Absolute distance measuring fiber-coupled interferometer for surface topography measurement

用于表面形貌测量的绝对距离测量光纤耦合干涉仪

• 批准号: 454772558
• 负责人: Professor Dr.-Ing. Peter Lehmann
• 金额: --
• 依托单位: Fachgebiet Messtechnik
• 依托单位国家: 德国
• 项目类别: Research Grants
• 财政年份: 2021
• 资助国家: 德国
• 起止时间: 2020-12-31 至 2023-12-31
• 项目状态: 已结题
• 来源: https://gepris.dfg.de/gepris/projekt/454772558?language=en
• 关键词: Absolute; distance; measuring; fiber; coupled

Interferometric distance sensors with fiber-coupled probe heads open a wide range of application in production measuring technology. In principle, these sensors may substitute tactile stylus tip systems. Compared to tactile systems interferometric sensors provide a better distance resolution. Due to the contactless principle, measurement processes can be accelerated. Flexibility can e achieved and surface areas, which are difficult to access, can be reached, if micro-optical probe heads are used.To utilize these benefits in practice, high data rates, good automation capabilities with respect to measurement and approaching processes as well as low costs are important prerequisites. The fact that current sensors fail with respect to these points shows that there is a need for further research.In order to perform interferometric distance measurements it is not enough to record a single intensity value. In fact, the measurement commonly requires temporal or spatial phase modulation of the interference signal. Based on own previous work the present project studies different methods of temporal phase modulation in comparison with each other and with respect to measurement accuracy and relevant uncertainty effects. The project starts with the hypothesis that in a three-step process a fiber-coupled dual-wavelength interferometer will be able to carry out approaching and measuring processes in a fast, robust, and precise manner. First, the light emitted by the two laser diodes will be wavelength-modulated via the diode injection current in order to reach absolute distance measurements with an uncertainty in the range of 10 µm by use of appropriate digital signal processing algorithms. An additional sinusoidal modulation of the optical path length in the reference arm of the interferometer and dual-wavelength phase analysis are expected to achieve an unambiguity range of approximately 19 µm, which results from the synthetic wavelength, and a maximum measuring deviation below 0.5 µm. The combination of these methods provides a novel measurement system. In previous studies a standard deviation of less than 1 nm could be obtained via phase analysis for a single wavelength of 1550 nm. Thus, this combination represents a very promising approach to achieve absolute distance measurements with a measurement deviation in the nanometer range.

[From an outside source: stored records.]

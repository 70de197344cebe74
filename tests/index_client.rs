use mockito::{Matcher, Server};
use serde_json::json;

use ontotag::config::SearchConfig;
use ontotag::error::Error;
use ontotag::index_client::{IndexClient, ScrollOptions};
use ontotag::indices;
use ontotag::tagger::Tagger;

fn hit(id: &str) -> serde_json::Value {
    json!({ "_id": id, "_score": 1.0, "_source": { "title": format!("doc {}", id) } })
}

fn search_config(url: &str) -> SearchConfig {
    toml::from_str(&format!("url = \"{}\"", url)).unwrap()
}

#[tokio::test]
async fn scroll_visits_every_hit_and_closes_once() {
    let mut server = Server::new_async().await;
    let open = server
        .mock("POST", "/documents/_search")
        .match_query(Matcher::UrlEncoded("scroll".into(), "60m".into()))
        .with_header("content-type", "application/json")
        .with_body(json!({ "_scroll_id": "c1", "hits": { "hits": [hit("a"), hit("b")] } }).to_string())
        .expect(1)
        .create_async()
        .await;
    let second = server
        .mock("POST", "/_search/scroll")
        .match_body(Matcher::PartialJson(json!({ "scroll_id": "c1" })))
        .with_header("content-type", "application/json")
        .with_body(json!({ "_scroll_id": "c2", "hits": { "hits": [hit("c")] } }).to_string())
        .expect(1)
        .create_async()
        .await;
    let last = server
        .mock("POST", "/_search/scroll")
        .match_body(Matcher::PartialJson(json!({ "scroll_id": "c2" })))
        .with_header("content-type", "application/json")
        .with_body(json!({ "_scroll_id": "c3", "hits": { "hits": [] } }).to_string())
        .expect(1)
        .create_async()
        .await;
    let close = server
        .mock("DELETE", "/_search/scroll/c3")
        .with_body("{\"succeeded\":true}")
        .expect(1)
        .create_async()
        .await;
    let stale_close = server
        .mock("DELETE", Matcher::Regex("^/_search/scroll/c[12]$".into()))
        .expect(0)
        .create_async()
        .await;

    let client = IndexClient::new(&server.url(), 5).unwrap();
    let mut seen = Vec::new();
    let visited = client
        .scroll_each("documents", &ScrollOptions::default(), |h| {
            seen.push(h.id);
            async { Ok::<(), Error>(()) }
        })
        .await
        .unwrap();

    assert_eq!(visited, 3);
    assert_eq!(seen, vec!["a", "b", "c"]);
    open.assert_async().await;
    second.assert_async().await;
    last.assert_async().await;
    close.assert_async().await;
    stale_close.assert_async().await;
}

#[tokio::test]
async fn scroll_is_closed_when_the_visitor_fails() {
    let mut server = Server::new_async().await;
    server
        .mock("POST", "/documents/_search")
        .match_query(Matcher::Any)
        .with_header("content-type", "application/json")
        .with_body(json!({ "_scroll_id": "c1", "hits": { "hits": [hit("a"), hit("b"), hit("c")] } }).to_string())
        .create_async()
        .await;
    let next = server
        .mock("POST", "/_search/scroll")
        .expect(0)
        .create_async()
        .await;
    let close = server
        .mock("DELETE", "/_search/scroll/c1")
        .with_body("{}")
        .expect(1)
        .create_async()
        .await;

    let client = IndexClient::new(&server.url(), 5).unwrap();
    let mut calls = 0;
    let err = client
        .scroll_each("documents", &ScrollOptions::default(), |h| {
            calls += 1;
            async move {
                if h.id == "b" {
                    Err(Error::Extraction("boom".into()))
                } else {
                    Ok(())
                }
            }
        })
        .await
        .unwrap_err();

    assert!(matches!(err, Error::Extraction(_)));
    assert_eq!(calls, 2);
    next.assert_async().await;
    close.assert_async().await;
}

#[tokio::test]
async fn existing_index_counts_as_created() {
    let mut server = Server::new_async().await;
    let exists = json!({
        "error": { "type": "resource_already_exists_exception", "reason": "index [documents] already exists" },
        "status": 400
    });
    let documents = server
        .mock("PUT", "/documents")
        .with_status(400)
        .with_header("content-type", "application/json")
        .with_body(exists.to_string())
        .expect(1)
        .create_async()
        .await;
    let terms = server
        .mock("PUT", "/terms")
        .with_body("{\"acknowledged\":true}")
        .expect(1)
        .create_async()
        .await;

    let client = IndexClient::new(&server.url(), 5).unwrap();
    indices::ensure_indices(&client, &search_config(&server.url()))
        .await
        .unwrap();
    documents.assert_async().await;
    terms.assert_async().await;
}

#[tokio::test]
async fn other_create_failures_are_fatal() {
    let mut server = Server::new_async().await;
    server
        .mock("PUT", "/documents")
        .with_status(400)
        .with_body("{\"error\":{\"type\":\"mapper_parsing_exception\"}}")
        .create_async()
        .await;

    let client = IndexClient::new(&server.url(), 5).unwrap();
    let err = client
        .create_index_if_absent("documents", &indices::documents_mapping())
        .await
        .unwrap_err();
    assert!(matches!(err, Error::Upstream { status: 400, .. }));
}

#[tokio::test]
async fn missing_document_is_none() {
    let mut server = Server::new_async().await;
    server
        .mock("GET", "/documents/_doc/nope")
        .match_query(Matcher::Any)
        .with_status(404)
        .with_body("{\"found\":false}")
        .create_async()
        .await;

    let client = IndexClient::new(&server.url(), 5).unwrap();
    let doc = ontotag::get::get_document(&client, "documents", "nope")
        .await
        .unwrap();
    assert!(doc.is_none());
}

#[tokio::test]
async fn percolation_maps_hits_to_terms() {
    let mut server = Server::new_async().await;
    let percolate = server
        .mock("POST", "/terms/_search")
        .match_body(Matcher::PartialJson(json!({
            "from": 0,
            "size": 300,
            "query": { "percolate": { "field": "query", "document": { "title": "Seawater salinity" } } }
        })))
        .with_header("content-type", "application/json")
        .with_body(
            json!({ "hits": { "total": { "value": 2 }, "hits": [
                { "_id": "t1", "_source": {
                    "label": "seawater", "uri": "http://vocab/seawater",
                    "source_terminology": "envo", "namedGraphUri": "http://graph/envo",
                    "suggest": ["seawater"]
                }},
                { "_id": "t2", "_source": {
                    "label": "salinity", "uri": "http://vocab/salinity",
                    "source_terminology": "seavox", "namedGraphUri": "http://graph/seavox"
                }}
            ]}})
            .to_string(),
        )
        .expect(1)
        .create_async()
        .await;

    let client = IndexClient::new(&server.url(), 5).unwrap();
    let tagger = Tagger::new(client, "terms", 300);
    let terms = tagger.tag(Some("Seawater salinity"), None).await.unwrap();

    assert_eq!(terms.len(), 2);
    assert_eq!(terms[0].label, "seawater");
    assert_eq!(terms[0].named_graph_uri, "http://graph/envo");
    assert_eq!(terms[1].source_terminology, "seavox");
    percolate.assert_async().await;
}
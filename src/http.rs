//! Shared `reqwest` plumbing for the remote services ontotag talks to.
//!
//! None of these helpers retry. A non-2xx status becomes
//! [`Error::Upstream`](crate::error::Error::Upstream) carrying a truncated
//! body; the full body goes to the log.

use std::time::Duration;

use reqwest::{Response, StatusCode};
use serde_json::Value;

use crate::error::{snippet, Error, Result};

/// Build a client whose every request is bounded by `timeout_secs`.
pub(crate) fn build_client(timeout_secs: u64) -> Result<reqwest::Client> {
    Ok(reqwest::Client::builder()
        .timeout(Duration::from_secs(timeout_secs))
        .user_agent(concat!("ontotag/", env!("CARGO_PKG_VERSION")))
        .build()?)
}

/// Pass 2xx responses through, turn anything else into an upstream error.
pub(crate) async fn ensure_success(resp: Response, service: &'static str) -> Result<Response> {
    let status = resp.status();
    if status.is_success() {
        return Ok(resp);
    }
    Err(upstream(resp, service).await)
}

/// Consume a non-2xx response into [`Error::Upstream`].
pub(crate) async fn upstream(resp: Response, service: &'static str) -> Error {
    let status = resp.status();
    let body = resp.text().await.unwrap_or_default();
    tracing::debug!(service, status = status.as_u16(), body = %body, "upstream failure");
    Error::Upstream {
        service,
        status: status.as_u16(),
        body: snippet(&body),
    }
}

/// Read a 2xx response body as JSON.
pub(crate) async fn read_json(resp: Response, service: &'static str) -> Result<Value> {
    let resp = ensure_success(resp, service).await?;
    let text = resp.text().await?;
    serde_json::from_str(&text).map_err(|source| {
        tracing::error!(service, body = %text, "response is not JSON");
        Error::Validation {
            context: service,
            source,
        }
    })
}

pub(crate) fn is_not_found(status: StatusCode) -> bool {
    status == StatusCode::NOT_FOUND
}

/// URI-encode a string per RFC 3986.
///
/// Encodes everything except the unreserved set `A-Z a-z 0-9 - _ . ~`.
pub(crate) fn uri_encode(s: &str) -> String {
    let mut result = String::with_capacity(s.len());
    for byte in s.bytes() {
        match byte {
            b'A'..=b'Z' | b'a'..=b'z' | b'0'..=b'9' | b'-' | b'_' | b'.' | b'~' => {
                result.push(byte as char);
            }
            _ => {
                result.push_str(&format!("%{:02X}", byte));
            }
        }
    }
    result
}

/// Join a base URL and a path without doubling or dropping the slash.
pub(crate) fn join_url(base: &str, path: &str) -> String {
    format!(
        "{}/{}",
        base.trim_end_matches('/'),
        path.trim_start_matches('/')
    )
}

#[cfg(test)]
mod tests {
    use super::*;

    #[test]
    fn uri_encode_keeps_unreserved() {
        assert_eq!(uri_encode("abc-_.~123"), "abc-_.~123");
        assert_eq!(uri_encode("a b/c=="), "a%20b%2Fc%3D%3D");
    }

    #[test]
    fn join_url_normalizes_slashes() {
        assert_eq!(join_url("http://es:9200/", "/docs/_search"), "http://es:9200/docs/_search");
        assert_eq!(join_url("http://es:9200", "docs"), "http://es:9200/docs");
    }
}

带有光纤耦合探头的干涉式距离传感器在生产测量技术中有着广泛的应用。原则上，这些传感器可以替代触针尖端系统。与触觉系统相比，干涉传感器提供更好的距离分辨率。由于非接触式原理，测量过程可以加速。如果使用微型光学探头，可以实现灵活性，并可以到达难以接近的表面区域。为了在实践中利用这些优势，高数据速率，测量和接近过程的良好自动化能力以及低成本是重要的先决条件。当前传感器在这些点上失效的事实表明，有必要进行进一步的研究。为了进行干涉距离测量，记录单个强度值是不够的。实际上，测量通常需要干涉信号的时间或空间相位调制。本项目在自己以前工作的基础上，研究了不同的时间相位调制方法，并对测量精度和相关的不确定性影响进行了比较。该项目首先假设，在三步过程中，光纤耦合双波长干涉仪将能够以快速，稳健和精确的方式进行接近和测量过程。首先，两个激光二极管发出的光将通过二极管注入电流进行波长调制，以便通过使用适当的数字信号处理算法实现不确定度在10 µm范围内的绝对距离测量。在干涉仪的参考臂中对光程长度进行额外的正弦调制和双波长相位分析，预计将实现约19 µm的无模糊范围（由合成波长产生）和低于0.5 µm的最大测量偏差。这些方法的组合提供了一种新颖的测量系统。在先前的研究中，对于1550 nm的单个波长，通过相分析可以获得小于1 nm的标准偏差。因此，这种组合代表了一种非常有前途的方法，以实现绝对距离测量，测量偏差在纳米范围内。